--- Task objective ---
Starting at the line that contains "[--pretty] [-v...] <RULE>", copy each line through the end of the listing below. Include both ends and output nothing more.

--- Data for processing ---

--- --- ---

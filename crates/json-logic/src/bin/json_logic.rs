//! `json-logic` — apply a JSON logic rule to JSON data.
//!
//! Usage:
//!   json-logic [--data <JSON|@file|->] [--validate] [--pretty] [-v...] <RULE>

use anyhow::Result;
use clap::Parser;
use json_logic::cli::{log_level, run, Args};
use std::io;
use std::process::ExitCode;

fn main() -> Result<ExitCode> {
    let args = Args::parse();
    tracing_subscriber::fmt()
        .with_max_level(log_level(args.verbose))
        .with_writer(io::stderr)
        .init();

    let outcome = run(&args, &mut io::stdin().lock())?;
    println!("{}", outcome.output);
    Ok(if outcome.success {
        ExitCode::SUCCESS
    } else {
        ExitCode::FAILURE
    })
}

--- --- ---

--- Response to this exercise ---
//!   json-logic [--data <JSON|@file|->] [--validate] [--pretty] [-v...] <RULE>

use anyhow::Result;
use clap::Parser;
use json_logic::cli::{log_level, run, Args};
use std::io;
use std::process::ExitCode;

fn main() -> Result<ExitCode> {
    let args = Args::parse();
    tracing_subscriber::fmt()
        .with_max_level(log_level(args.verbose))
        .with_writer(io::stderr)
        .init();

    let outcome = run(&args, &mut io::stdin().lock())?;
    println!("{}", outcome.output);
    Ok(if outcome.success {
        ExitCode::SUCCESS
    } else {
        ExitCode::FAILURE
    })
}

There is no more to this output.